The gastrointestinal tract may be viewed as an ecologic system in which a balance between the host and bacterial flora exists. Two major host components appear to be involved in maintaining this balance. The first is a non-specific structural barrier provided by the epithelial layer of the gastrointestinal mucosae. The second component involves functional immunological elements found in the mucosal and submucosal compartments, e.g., gut associated lymphoid tissue. When gut integrity is disrupted by invasive pathogens or by trauma, a myriad of pro-inflammatory mediators are released from cells in the gut wall that exert actions in the tissue or gut lumen. One of these mediators is lactoferrin, and iron binding protein found in high concentration in most human exocrine secretions.

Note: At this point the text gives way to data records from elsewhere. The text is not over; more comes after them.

use std::sync::Arc;
use std::time::Duration;
use tokio::time::{sleep_until, timeout_at, Instant};
use tokio_util::sync::CancellationToken;
use tracing::{debug, info, warn};

use super::client::ReportSource;
use super::view::{InterviewSummary, ReportView, SessionRecord};
use crate::config::ReportConfig;

/// Fixed-interval, bounded retry policy
#[derive(Debug, Clone, Copy, PartialEq, Eq)]
pub struct PollPolicy {
    pub interval: Duration,
    pub max_attempts: u32,
}

impl PollPolicy {
    pub fn from_config(cfg: &ReportConfig) -> Self {
        Self {
            interval: Duration::from_millis(cfg.poll_interval_ms),
            max_attempts: cfg.max_attempts.max(1),
        }
    }

    /// Hard wall-clock bound on one polling run
    pub fn budget(&self) -> Duration {
        self.interval * self.max_attempts
    }
}

impl Default for PollPolicy {
    fn default() -> Self {
        Self::from_config(&ReportConfig::default())
    }
}

#[derive(Debug, Clone, PartialEq, Eq)]
pub enum Readiness {
    Ready(InterviewSummary),
    /// Budget exhausted; carries the last view seen
    NotReady(ReportView),
    Cancelled,
}

#[derive(Debug, Clone, PartialEq)]
pub struct PollResult {
    pub readiness: Readiness,
    /// Endpoint calls made, including failed ones
    pub attempts: u32,
    /// Last record the endpoint returned successfully
    pub last_record: Option<SessionRecord>,
}

impl PollResult {
    pub fn is_ready(&self) -> bool {
        matches!(self.readiness, Readiness::Ready(_))
    }
}

/// Waits for the backend to finish compiling a report.
///
/// The first call goes out immediately and the following ones on a fixed
/// schedule. Errors and partial records keep polling. The run always ends
/// within `interval * max_attempts`, and at once when cancelled.
pub struct ReportPoller {
    source: Arc<dyn ReportSource>,
    policy: PollPolicy,
}

impl ReportPoller {
    pub fn new(source: Arc<dyn ReportSource>, policy: PollPolicy) -> Self {
        Self { source, policy }
    }

    pub fn policy(&self) -> PollPolicy {
        self.policy
    }

    pub async fn wait_for_report(&self, session_id: &str, cancel: &CancellationToken) -> PollResult {
        let started = Instant::now();
        let deadline = started + self.policy.budget();
        let mut attempts = 0;
        let mut last_view = ReportView::Absent;
        let mut last_record = None;

        info!(
            "Polling report for session {} (every {:?}, up to {} attempts)",
            session_id, self.policy.interval, self.policy.max_attempts
        );

        while attempts < self.policy.max_attempts {
            if attempts > 0 {
                let next = (started + self.policy.interval * attempts).min(deadline);
                tokio::select! {
                    biased;
                    _ = cancel.cancelled() => {
                        return self.cancelled(session_id, attempts, last_record);
                    }
                    _ = sleep_until(next) => {}
                }
            }

            attempts += 1;
            let fetch = timeout_at(deadline, self.source.fetch_record(session_id));
            let response = tokio::select! {
                biased;
                _ = cancel.cancelled() => {
                    return self.cancelled(session_id, attempts, last_record);
                }
                r = fetch => r,
            };

            match response {
                Err(_) => {
                    warn!("Report poll {} hit the polling deadline", attempts);
                    break;
                }
                Ok(Err(e)) => {
                    debug!("Report poll {} failed: {}", attempts, e);
                }
                Ok(Ok(record)) => {
                    let view = record.view();
                    last_record = Some(record);
                    match view {
                        ReportView::Final(summary) => {
                            info!(
                                "Report for session {} ready after {} attempts (score {})",
                                session_id, attempts, summary.overall_score
                            );
                            return PollResult {
                                readiness: Readiness::Ready(summary),
                                attempts,
                                last_record,
                            };
                        }
                        other => {
                            debug!("Report poll {}: {:?}", attempts, other);
                            last_view = other;
                        }
                    }
                }
            }
        }

        info!(
            "Report for session {} not ready after {} attempts",
            session_id, attempts
        );
        PollResult {
            readiness: Readiness::NotReady(last_view),
            attempts,
            last_record,
        }
    }

    fn cancelled(
        &self,
        session_id: &str,
        attempts: u32,
        last_record: Option<SessionRecord>,
    ) -> PollResult {
        info!("Report polling for session {} cancelled", session_id);
        PollResult {
            readiness: Readiness::Cancelled,
            attempts,
            last_record,
        }
    }
}

#[cfg(test)]
mod tests {
    use super::*;

    #[test]
    fn test_policy_budget() {
        let policy = PollPolicy::default();
        assert_eq!(policy.interval, Duration::from_millis(500));
        assert_eq!(policy.max_attempts, 10);
        assert_eq!(policy.budget(), Duration::from_secs(5));
    }

    #[test]
    fn test_zero_attempts_clamped() {
        let cfg = ReportConfig {
            max_attempts: 0,
            ..Default::default()
        };
        assert_eq!(PollPolicy::from_config(&cfg).max_attempts, 1);
    }
}
use super::state::AppState;
use crate::error::OrchestratorError;
use crate::room::{TokenRequest, TokenResponse};
use axum::{
    extract::State,
    http::StatusCode,
    response::{IntoResponse, Json},
};
use serde::Serialize;
use tracing::{error, info};

// ============================================================================
// Request/Response Types
// ============================================================================

#[derive(Debug, Serialize)]
pub struct ErrorResponse {
    pub detail: String,
}

#[derive(Debug, Serialize)]
pub struct RealtimeHealthResponse {
    pub livekit_configured: bool,
    /// "Not configured" when no issuer is available
    pub url: String,
    pub agent_name: String,
    pub room_prefix: String,
    #[serde(skip_serializing_if = "Option::is_none")]
    pub detail: Option<String>,
}

fn error_response(status: StatusCode, detail: impl Into<String>) -> axum::response::Response {
    (
        status,
        Json(ErrorResponse {
            detail: detail.into(),
        }),
    )
        .into_response()
}

// ============================================================================
// Handlers
// ============================================================================

/// POST /livekit/token
/// Mint a room credential for a session
pub async fn issue_token(
    State(state): State<AppState>,
    Json(req): Json<TokenRequest>,
) -> impl IntoResponse {
    let issuer = match &state.issuer {
        Some(issuer) => issuer,
        None => {
            let detail = state
                .issuer_error
                .clone()
                .unwrap_or_else(|| "realtime platform not configured".to_string());
            error!("Token request for session {} refused: {}", req.session_id, detail);
            return error_response(StatusCode::INTERNAL_SERVER_ERROR, detail);
        }
    };

    let name = req.participant_name.as_deref().unwrap_or("");
    match issuer.issue(&req.session_id, name) {
        Ok(credential) => {
            info!("Token issued for room {}", credential.room_name);
            (StatusCode::OK, Json(TokenResponse::from(credential))).into_response()
        }
        Err(OrchestratorError::InvalidRequest(detail)) => {
            error_response(StatusCode::BAD_REQUEST, detail)
        }
        Err(e) => {
            error!("Failed to issue token: {}", e);
            error_response(
                StatusCode::INTERNAL_SERVER_ERROR,
                format!("Failed to generate token: {}", e),
            )
        }
    }
}

/// GET /livekit/health
/// Whether room credentials can be issued
pub async fn realtime_health(State(state): State<AppState>) -> impl IntoResponse {
    let body = match &state.issuer {
        Some(issuer) => RealtimeHealthResponse {
            livekit_configured: true,
            url: issuer.url().to_string(),
            agent_name: issuer.agent_name().to_string(),
            room_prefix: issuer.room_prefix().to_string(),
            detail: None,
        },
        None => RealtimeHealthResponse {
            livekit_configured: false,
            url: "Not configured".to_string(),
            agent_name: state.agent_name.clone(),
            room_prefix: state.room_prefix.clone(),
            detail: state.issuer_error.clone(),
        },
    };
    (StatusCode::OK, Json(body))
}

/// GET /health
/// Health check endpoint
pub async fn health_check() -> impl IntoResponse {
    (StatusCode::OK, "OK")
}
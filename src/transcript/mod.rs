//! Transcript stream normalization
//!
//! Consumes text streams from the room and materializes final transcript lines:
//! - Chunk reassembly per stream id
//! - Transcription marker and finality filtering
//! - Speaker classification (human, agent, excluded proxy)
//! - De-duplication of redelivered lines within a short window

mod classify;
mod fragment;
mod normalizer;

pub use classify::{classify_speaker, AgentNaming, SpeakerClass};
pub use fragment::{
    SpeakerRole, TranscriptFragment, ATTR_SEGMENT_ID, ATTR_TRANSCRIBED_TRACK_ID,
    ATTR_TRANSCRIPTION_FINAL,
};
pub use normalizer::{NormalizerConfig, NormalizerStats, TranscriptNormalizer};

Despite controversies on its physiological role, evidence is emerging that lactoferrin plays an important role in host defense against toxic metabolites and antigenic components of potential pathogens2-4. This manuscript is intended to provide an overview of work related to lactoferrin's modulatory roles in inflammation, and to present observations from experimental studies on the preservation of intestinal structure and function by lactoferrin during intestinal inflammation. The possibility that lactoferrin limits the autodestructive inflammatory responses presents a new alternative for the future management of systemic inflammation.